Data excerpts START
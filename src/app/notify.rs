//! User-facing error notification: terminal text or a macOS dialog.

use std::process::Command;

use tracing::{debug, warn};

/// Prefix for messages printed on the terminal.
pub(crate) const TERMINAL_PREFIX: &str = "‼️  ";

const DIALOG_TITLE: &str = "Zoinks error";

/// Tells the user about `message`.
///
/// Uses a dialog on macOS unless `no_gui` is set; otherwise, or if the
/// dialog cannot be shown, prints to stderr.
pub(crate) fn inform(message: &str, no_gui: bool) {
    debug!(message, "inform");
    if !no_gui && cfg!(target_os = "macos") {
        match show_dialog(message) {
            Ok(()) => return,
            Err(reason) => warn!(%reason, "Unable to show dialog; using the terminal"),
        }
    }
    eprintln!("{}", terminal_message(message));
}

pub(crate) fn terminal_message(message: &str) -> String {
    format!("{TERMINAL_PREFIX}{message}")
}

fn show_dialog(message: &str) -> Result<(), String> {
    let script = format!(
        "display dialog \"{}\" buttons {{\"OK\"}} default button \"OK\" with title \"{}\" with icon 0",
        applescript_escape(message),
        DIALOG_TITLE
    );
    let status = Command::new("osascript")
        .arg("-e")
        .arg(script)
        .status()
        .map_err(|err| err.to_string())?;
    if status.success() {
        Ok(())
    } else {
        Err(format!("osascript exited with {status}"))
    }
}

fn applescript_escape(text: &str) -> String {
    text.replace('\\', "\\\\").replace('"', "\\\"")
}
Data excerpts END
→ About this task
Filter the records above, keeping each line that contains the word "const".

→ Your solution
pub(crate) const TERMINAL_PREFIX: &str = "‼️  ";
const DIALOG_TITLE: &str = "Zoinks error";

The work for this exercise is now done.